The lines of the records that include "first" should all be copied.

BEGIN MATERIAL PROVIDED

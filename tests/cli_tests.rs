//! Binary-level tests for `modinit`.
//!
//! The toolchain is replaced by a shell stub placed on an isolated `PATH`, so
//! these tests never need a real Go installation.

use std::fs;
use std::path::{Path, PathBuf};

use assert_cmd::Command;
use predicates::prelude::*;
use tempfile::TempDir;

/// Isolated working directory, PATH and config home for one run.
struct Sandbox {
    project: TempDir,
    bin: TempDir,
    config_home: TempDir,
}

impl Sandbox {
    fn new() -> Self {
        Self {
            project: TempDir::new().unwrap(),
            bin: TempDir::new().unwrap(),
            config_home: TempDir::new().unwrap(),
        }
    }

    fn command(&self) -> Command {
        let mut cmd = Command::new(env!("CARGO_BIN_EXE_modinit"));
        cmd.current_dir(self.project.path())
            .env("PATH", self.bin.path())
            .env("XDG_CONFIG_HOME", self.config_home.path())
            .env("HOME", self.config_home.path())
            .env_remove("RUST_LOG");
        cmd
    }

    fn entries(&self) -> Vec<PathBuf> {
        let mut entries: Vec<_> = fs::read_dir(self.project.path())
            .unwrap()
            .map(|e| e.unwrap().path())
            .collect();
        entries.sort();
        entries
    }

    /// Argument lines recorded by [`RECORDING_GO`], one per invocation.
    #[cfg(unix)]
    fn go_calls(&self) -> Vec<String> {
        fs::read_to_string(self.bin.path().join("calls"))
            .map(|calls| calls.lines().map(str::to_string).collect())
            .unwrap_or_default()
    }

    #[cfg(unix)]
    fn install_go(&self, script: &str) {
        use std::os::unix::fs::PermissionsExt;

        let path = self.bin.path().join("go");
        fs::write(&path, format!("#!/bin/sh\n{script}")).unwrap();
        let mut perms = fs::metadata(&path).unwrap().permissions();
        perms.set_mode(0o755);
        fs::set_permissions(&path, perms).unwrap();
    }
}

/// A go stub that answers `version` and accepts every `mod` subcommand.
#[cfg(unix)]
const WORKING_GO: &str = r#"
case "$1" in
  version) echo "go version go1.22.0 linux/amd64" ;;
  mod) exit 0 ;;
  *) echo "unexpected: $*" >&2; exit 2 ;;
esac
"#;

/// Like [`WORKING_GO`], but appends each argument line to `calls` beside itself.
#[cfg(unix)]
const RECORDING_GO: &str = r#"
echo "$*" >> "${0%/*}/calls"
case "$1" in
  version) echo "go version go1.22.0 linux/amd64" ;;
  mod) exit 0 ;;
  *) exit 2 ;;
esac
"#;

fn read(path: &Path) -> String {
    fs::read_to_string(path).unwrap()
}

#[test]
fn test_missing_argument_prints_usage() {
    let sandbox = Sandbox::new();

    sandbox
        .command()
        .assert()
        .code(1)
        .stdout(predicate::str::contains("Usage: modinit <module-name>"));

    assert!(sandbox.entries().is_empty());
}

#[cfg(unix)]
#[test]
fn test_missing_argument_runs_no_command() {
    let sandbox = Sandbox::new();
    sandbox.install_go(RECORDING_GO);

    sandbox
        .command()
        .arg("-v")
        .assert()
        .code(1)
        .stdout(predicate::str::diff("Usage: modinit <module-name>\n"));

    assert!(sandbox.go_calls().is_empty());
    assert!(sandbox.entries().is_empty());
}

#[test]
fn test_unknown_flag_prints_usage_and_exits_one() {
    let sandbox = Sandbox::new();

    sandbox
        .command()
        .args(["myapp", "--bogus"])
        .assert()
        .code(1)
        .stdout(predicate::str::contains("Usage: modinit <module-name>"));

    assert!(sandbox.entries().is_empty());
}

#[test]
fn test_help_exits_zero() {
    Sandbox::new()
        .command()
        .arg("--help")
        .assert()
        .success()
        .stdout(predicate::str::contains("--no-overwrite"));
}

#[cfg(unix)]
#[test]
fn test_extra_arguments_are_ignored() {
    let sandbox = Sandbox::new();
    sandbox.install_go(RECORDING_GO);

    sandbox
        .command()
        .args(["myapp", "extra"])
        .assert()
        .success()
        .stdout(predicate::str::contains("✅ Initialized Go module: myapp"));

    assert_eq!(
        sandbox.go_calls(),
        vec!["version", "mod init myapp", "mod tidy"]
    );
}

#[cfg(unix)]
#[test]
fn test_hyphenated_name_passes_through() {
    let sandbox = Sandbox::new();
    sandbox.install_go(RECORDING_GO);

    sandbox
        .command()
        .arg("-myapp")
        .assert()
        .success()
        .stdout(predicate::str::contains("✅ Initialized Go module: -myapp"));

    assert!(sandbox.go_calls().contains(&"mod init -myapp".to_string()));
    let root = sandbox.project.path();
    assert!(read(&root.join("Makefile")).contains("BINARY_NAME=-myapp\n"));
    assert_eq!(read(&root.join("README.md")).lines().next(), Some("# -myapp"));
}

#[cfg(unix)]
#[test]
fn test_log_dir_receives_json_lines() {
    let sandbox = Sandbox::new();
    sandbox.install_go(WORKING_GO);
    let logs = TempDir::new().unwrap();

    sandbox
        .command()
        .arg("-v")
        .arg("--log-dir")
        .arg(logs.path())
        .arg("myapp")
        .assert()
        .success();

    let log_files: Vec<PathBuf> = fs::read_dir(logs.path())
        .unwrap()
        .map(|e| e.unwrap().path())
        .filter(|p| {
            p.file_name()
                .is_some_and(|n| n.to_string_lossy().starts_with("modinit.log"))
        })
        .collect();
    assert_eq!(log_files.len(), 1, "expected one log file, got {log_files:?}");

    let content = read(&log_files[0]);
    let lines: Vec<&str> = content.lines().filter(|l| !l.trim().is_empty()).collect();
    assert!(!lines.is_empty());
    for line in &lines {
        assert!(line.starts_with('{') && line.ends_with('}'), "not JSON: {line}");
    }
    assert!(content.contains("module initialized"));
}

#[test]
fn test_missing_toolchain_exits_nonzero_without_writing() {
    let sandbox = Sandbox::new();

    sandbox
        .command()
        .arg("myapp")
        .assert()
        .code(1)
        .stdout(predicate::str::contains("go is not installed or not in PATH"))
        .stdout(predicate::str::contains("Searched PATH"));

    assert!(sandbox.entries().is_empty());
}

#[test]
fn test_missing_config_file_is_an_error() {
    let sandbox = Sandbox::new();
    let missing = sandbox.config_home.path().join("nope.yaml");

    sandbox
        .command()
        .arg("--config")
        .arg(&missing)
        .arg("myapp")
        .assert()
        .code(1)
        .stdout(predicate::str::contains("Configuration not found"));

    assert!(sandbox.entries().is_empty());
}

#[cfg(unix)]
#[test]
fn test_initializes_myapp() {
    let sandbox = Sandbox::new();
    sandbox.install_go(WORKING_GO);

    sandbox
        .command()
        .arg("myapp")
        .assert()
        .success()
        .stdout(predicate::str::contains("✅ Initialized Go module: myapp"))
        .stdout(predicate::str::contains("Project structure:"));

    let root = sandbox.project.path();
    for dir in ["cmd", "internal", "pkg", "api", "scripts", "configs"] {
        assert!(root.join(dir).is_dir(), "missing {dir}/");
    }
    assert_eq!(sandbox.entries().len(), 10);

    assert!(read(&root.join("main.go")).contains("Hello, myapp!"));
    assert!(read(&root.join("Makefile")).contains("BINARY_NAME=myapp"));
    assert_eq!(read(&root.join("README.md")).lines().next(), Some("# myapp"));
    assert!(read(&root.join(".gitignore")).contains("vendor/"));
}

#[cfg(unix)]
#[test]
fn test_running_twice_succeeds() {
    let sandbox = Sandbox::new();
    sandbox.install_go(WORKING_GO);

    sandbox.command().arg("myapp").assert().success();
    let first = read(&sandbox.project.path().join("README.md"));

    sandbox.command().arg("myapp").assert().success();
    assert_eq!(read(&sandbox.project.path().join("README.md")), first);
    assert_eq!(sandbox.entries().len(), 10);
}

#[cfg(unix)]
#[test]
fn test_no_overwrite_flag_refuses_existing_files() {
    let sandbox = Sandbox::new();
    sandbox.install_go(WORKING_GO);
    fs::write(sandbox.project.path().join("main.go"), "package main\n").unwrap();

    sandbox
        .command()
        .args(["--no-overwrite", "myapp"])
        .assert()
        .code(1)
        .stdout(predicate::str::contains("Refusing to overwrite"));

    assert_eq!(read(&sandbox.project.path().join("main.go")), "package main\n");
    assert!(!sandbox.project.path().join("cmd").exists());
}

#[cfg(unix)]
#[test]
fn test_mod_init_failure_prints_stderr() {
    let sandbox = Sandbox::new();
    sandbox.install_go(
        r#"
case "$1" in
  version) echo "go version go1.22.0 linux/amd64" ;;
  mod) echo "go: malformed module path \"$3\"" >&2; exit 1 ;;
esac
"#,
    );

    sandbox
        .command()
        .arg("bad path")
        .assert()
        .code(1)
        .stdout(predicate::str::contains(
            "Error: go: malformed module path \"bad path\"",
        ));

    assert!(sandbox.entries().is_empty());
}

#[cfg(unix)]
#[test]
fn test_tidy_failure_policy() {
    let failing_tidy = r#"
case "$1 $2" in
  "version ") echo "go version go1.22.0 linux/amd64" ;;
  "mod init") exit 0 ;;
  "mod tidy") echo "go: network unreachable" >&2; exit 1 ;;
esac
"#;

    let sandbox = Sandbox::new();
    sandbox.install_go(failing_tidy);
    sandbox
        .command()
        .arg("myapp")
        .assert()
        .code(1)
        .stdout(predicate::str::contains("go: network unreachable"));
    // files written before the tidy pass stay on disk
    assert!(sandbox.project.path().join("Makefile").exists());

    let sandbox = Sandbox::new();
    sandbox.install_go(failing_tidy);
    sandbox
        .command()
        .args(["--keep-going-on-tidy", "myapp"])
        .assert()
        .success()
        .stdout(predicate::str::contains("go mod tidy failed"))
        .stdout(predicate::str::contains("✅ Initialized Go module: myapp"));
}

// dirs::config_dir only honours XDG_CONFIG_HOME on Linux
#[cfg(target_os = "linux")]
#[test]
fn test_config_file_sets_policy() {
    let sandbox = Sandbox::new();
    sandbox.install_go(WORKING_GO);
    fs::write(sandbox.project.path().join("Makefile"), "keep\n").unwrap();

    let config_dir = sandbox.config_home.path().join("modinit");
    fs::create_dir_all(&config_dir).unwrap();
    fs::write(config_dir.join("config.yaml"), "overwrite_existing: false\n").unwrap();

    sandbox.command().arg("myapp").assert().code(1);
    assert_eq!(read(&sandbox.project.path().join("Makefile")), "keep\n");
}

END MATERIAL PROVIDED

-- REPLY --
    let first = read(&sandbox.project.path().join("README.md"));
    assert_eq!(read(&sandbox.project.path().join("README.md")), first);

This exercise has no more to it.